Structure of a CQL query [attribute=“regex”] What we want to search for. Can be word, lemma or tag The actual pattern it should match. Each expression in square brackets matches one word. We can have multiple expressions in square brackets to match a sequence.

CQL Syntax (I) Regex over word: [word=“it”] [word=“resulted”] [word=“that”] matches only it resulted that Regex over word with special characters: [word=“it”] [word=“result.*”] [word=“that”] matches it resulted/results that Regex over lemma: [word=“it”] [lemma=“result”] [word=“that”] matches any form of result (regex over lemma)

Practice Write a CQL query to match: Any word beginning with lad [word=“lad.*”] The word strong followed by any noun NB: remember that noun tags start with “N” [word=“strong”] [tag=“N.+”]

CQL Syntax II We can combine word, lemma and tag queries for any single word.

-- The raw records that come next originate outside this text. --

use crate::core::error::AppError;
use rust_decimal::Decimal;

/// CostingCalculator holds the food-costing arithmetic. Pure and
/// synchronous; fetching and fallback selection live in CostingService.
pub struct CostingCalculator;

impl CostingCalculator {
    pub fn new() -> Self {
        Self
    }

    /// Cost of goods sold for a day:
    /// opening inventory + purchases − closing inventory
    pub fn daily_cogs(
        &self,
        opening: Decimal,
        purchases: Decimal,
        closing: Decimal,
    ) -> Result<Decimal, AppError> {
        self.validate_valuation("opening", opening)?;
        self.validate_valuation("purchases", purchases)?;
        self.validate_valuation("closing", closing)?;

        Ok(opening + purchases - closing)
    }

    /// Food-cost percentage: cogs / gross_sale × 100, rounded to 2 dp.
    /// Undefined when the day had no sales; never divides by zero.
    pub fn food_cost_pct(&self, cogs: Decimal, gross_sale: Decimal) -> Option<Decimal> {
        if gross_sale <= Decimal::ZERO {
            return None;
        }

        Some((cogs / gross_sale * Decimal::from(100)).round_dp(2))
    }

    /// Estimate a delayed closing valuation from the target food-cost
    /// ratio: closing = opening + purchases − gross × target. Floored at
    /// zero since stock value cannot go negative.
    pub fn estimate_closing(
        &self,
        opening: Decimal,
        purchases: Decimal,
        gross_sale: Decimal,
        target_ratio: Decimal,
    ) -> Decimal {
        let estimated = opening + purchases - gross_sale * target_ratio;
        estimated.max(Decimal::ZERO)
    }

    /// Inventory valuations and purchase totals cannot be negative
    pub fn validate_valuation(&self, field: &str, value: Decimal) -> Result<(), AppError> {
        if value < Decimal::ZERO {
            return Err(AppError::Validation(format!(
                "{} valuation cannot be negative: {}",
                field, value
            )));
        }

        Ok(())
    }
}

impl Default for CostingCalculator {
    fn default() -> Self {
        Self::new()
    }
}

Word and tag constraints: [word=“it”] [lemma=“result” & tag=“V.*] Matches only it followed by a morphological variant of the lemma result whose tag begins with V (i.e. a verb)

Practice The word strong followed by any noun [word=“strong”] [tag=“N.+”] Rewrite this to search for the lemma strong tagged as adjective NB: Adjective tags in the BNC start with AJ [lemma=“strong” & tag=“AJ.*”][tag=“N.+”] The lemma eat in its verb (V) forms [lemma=“eat” & tag=“V.*”]

CQL syntax III The empty square brackets signify “any match” Using complex quantifiers to match things over a span: [word=“confus.*” & tag=“V.*”] []{0,2} [word=“by”] “verb beginning with confus tagged as verb, followed by the word by, with between zero and two intervening words” confused by (the problem) confused John by (saying that) confused John Smith by (saying that)

Practice Search for the verb knock (in any of its forms), followed by the noun door, with between zero and three intervening words: [lemma=“knock” & tag=“V.*”][]{0,3}[word=“door” & tag=“N.*”]

We can count occurrences of these complex phrases

Node forms = the actual phrases

Node tags = the tag sequences

CQL summary A very powerful query language BNC SARA client uses CQL online SketchEngine uses it too Ideal for finding complex grammatical patterns.

A final task Choose two adjectives which are semantically similar. Search for them in the corpus, looking for occurrences where they’re followed by a noun. Run a frequency query on the results.